今、学校へ行くことの意味があらためて問われている。

春にはコロナで子どもたちが通学できない期間があったが、それがかえってよかったのではないかという見方もある。

そもそも学びとは、自分自身で掴み取るものであり、周りから押しつけられるものではない。

実際、コロナ休校中にグンと力をつけた子どもたちもいる。

ネットの発達した今、学ぼうと思えば誰でもいつでもどこでも気軽に学ぶことができる。

子どもたちが自発的に学ぶことができる時間を手にできたのが大きい。

そもそも学校とは何か。

表向きは子どもたちが生きていくための力をつける場所であるとされているが、

実際にはその建前とは裏腹に、

子どもたちから活力と自主性を奪い、それぞれが有している潜在的な能力を引き出すどころか著しく損ねてきた。

そりゃそうだ。

やらされている感の強い付け焼き刃の知識など、いくら押しつけられたところで身につくものではない。

この事実から目を背けることはできない。

実際には教育という名の下、

一網打尽にすべての国民を支配下に組み入れ、逆らえないようにしてしまうということであり、

要するに、国家権力のための仕組みであったと解するしかない。

そしてそれがそのまま、終身雇用、年功序列といった日本特有の労働文化に繋がっていた。

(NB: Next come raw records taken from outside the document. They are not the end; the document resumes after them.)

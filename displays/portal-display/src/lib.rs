//! Pixel rendering engine for the Portal display board
//!
//! This crate provides:
//! - [`Framebuffer`]: 6 pages of 128 columns with per-page versions
//! - [`Screen`]: line renderer with glyph tables, alignment, blinking
//!   glyphs and QR codes
//! - [`Drain`]: incremental streaming of dirty pages to a [`Controller`]
//!
//! # Architecture
//!
//! ```text
//! put_line ──► Screen ──► write_bits ──► Framebuffer ──► Drain ──► Controller
//!                 ▲                                        (one column per step)
//!            blink_tick
//! ```
//!
//! Rows run top to bottom; bit 0 of a page byte is the top row of that
//! page. Each page carries a wrapping version that the drain compares
//! against the version it last sent.

#![no_std]
#![deny(unsafe_code)]

pub mod backend;
pub mod blink;
pub mod drain;
pub mod framebuffer;
pub mod glyph;
pub mod layout;
pub mod line;
pub mod qr;
pub mod screen;

// Re-export key types
pub use backend::Controller;
pub use drain::{Drain, DrainStatus};
pub use framebuffer::{Framebuffer, COLUMNS, PAGES, ROWS};
pub use layout::{LayoutError, LineLayout, LineSpec, LINES};
pub use line::{Alignment, Format};
pub use screen::{RenderError, Screen};
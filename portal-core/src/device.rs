//! Command handler
//!
//! Maps decoded requests onto the screen, the buzzer and the board
//! outputs.

use portal_display::{LineLayout, RenderError, Screen};
use portal_hal::{OutputPin, PwmOutput};
use portal_protocol::command::{BEEP_STEP_MS, FREQUENCY_STEP_HZ, LINE_CONTENT_LEN};
use portal_protocol::{BuzzerCtrl, BuzzerParam, CommandHandler, Language, Version};

use crate::beeper::Beeper;

/// Everything the host can drive
#[derive(Debug)]
pub struct Device<P: PwmOutput, B: OutputPin, L: OutputPin> {
    screen: Screen,
    beeper: Beeper<P>,
    backlight: B,
    led: L,
    keys: u8,
    version: Version,
    now: u32,
    render_error: Option<RenderError>,
}

impl<P: PwmOutput, B: OutputPin, L: OutputPin> Device<P, B, L> {
    /// Assemble the device; the backlight and LED start off
    pub fn new(
        layout: LineLayout,
        language: Language,
        beeper: Beeper<P>,
        mut backlight: B,
        mut led: L,
        version: Version,
    ) -> Self {
        backlight.set_low();
        led.set_low();
        Self {
            screen: Screen::new(layout, language),
            beeper,
            backlight,
            led,
            keys: 0,
            version,
            now: 0,
            render_error: None,
        }
    }

    /// Rendered screen
    pub fn screen(&self) -> &Screen {
        &self.screen
    }

    /// Rendered screen, for direct drawing
    pub fn screen_mut(&mut self) -> &mut Screen {
        &mut self.screen
    }

    /// Buzzer state machine
    pub fn beeper(&self) -> &Beeper<P> {
        &self.beeper
    }

    /// Backlight output
    pub fn backlight(&self) -> &B {
        &self.backlight
    }

    /// External LED output
    pub fn led(&self) -> &L {
        &self.led
    }

    /// Key mask reported to the host
    pub fn keys(&self) -> u8 {
        self.keys
    }

    /// Update the key mask reported to the host
    pub fn set_keys(&mut self, keys: u8) {
        self.keys = keys;
    }

    /// Advance time-driven state to `now`
    pub fn tick(&mut self, now: u32) {
        self.now = now;
        self.beeper.tick(now);
    }

    /// Take the error of the last rejected line write
    pub fn take_render_error(&mut self) -> Option<RenderError> {
        self.render_error.take()
    }
}

impl<P: PwmOutput, B: OutputPin, L: OutputPin> CommandHandler for Device<P, B, L> {
    fn read_keys(&mut self, led: bool) -> u8 {
        self.led.set_state(led);
        self.keys
    }

    fn write_line(&mut self, line: u8, content: &[u8; LINE_CONTENT_LEN]) {
        if let Err(e) = self.screen.put_line(content, line as usize) {
            self.render_error = Some(e);
        }
    }

    fn set_backlight(&mut self, on: bool) {
        self.backlight.set_state(on);
    }

    fn clear(&mut self) {
        self.screen.clear();
    }

    fn set_language(&mut self, language: Language) {
        self.screen.set_language(language);
    }

    fn version(&self) -> u16 {
        self.version.word()
    }

    fn buzzer_param(&mut self, param: BuzzerParam) {
        match param {
            BuzzerParam::Frequency(code) => self.beeper.set_frequency(code as u32 * FREQUENCY_STEP_HZ),
            BuzzerParam::Duty(percent) => self.beeper.set_duty(percent),
        }
    }

    fn buzzer_ctrl(&mut self, ctrl: BuzzerCtrl) {
        match ctrl {
            BuzzerCtrl::Off => self.beeper.off(),
            BuzzerCtrl::On => self.beeper.on(),
            BuzzerCtrl::Beep { cycles, on, off } => self.beeper.beep(
                cycles,
                on as u32 * BEEP_STEP_MS,
                off as u32 * BEEP_STEP_MS,
                self.now,
            ),
        }
    }
}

これを悪だと言いたいわけではない。多くの矛盾や課題を抱えながらも、この仕組みが日本社会を安定的なものにしてきたのも事実である。

実際、今まではいい学校を出ていい会社に勤めれば一生安泰と思われてきた。

大量の脱落者を生み出し、格差を固定化しているなどといったことが指摘されながらも、

少し前までは、学校教育が果たしてきた社会的な役割というのが存在していたように思う。

だがこのモデルは既に破綻している。

いまや黒字決算の大企業でも早期退職が一般的となり、終身雇用、年功序列といったものは既に過去のものとなっている。

要するに、今の組織は個人を抱えようとはしていない。

既に時代は変わっている。

それは同時に、

組織に依存せず、一人一人が自分自身の力で生きていかねばならないということでもある。

今はもう、学校でいい成績を取って、いい学校に進み、いい会社に勤めても、安心を得ることはできない。

であれば、なんのために学校に行くのかということにもなってくる。

今まさに、こうしたことが問われているのだと思う。

頭のいい子どもはわんさといる。

今の社会と時代の流れを読み取り、これから自分たちが何を考え、何をすべきかを知っている。

彼らは組織圧力にとらわれることなく、自分の頭で考えようとしている。ほっといても力をつけていく。むしろほっておいた方が力をつける。

せめて彼らの邪魔をしたくないと思う。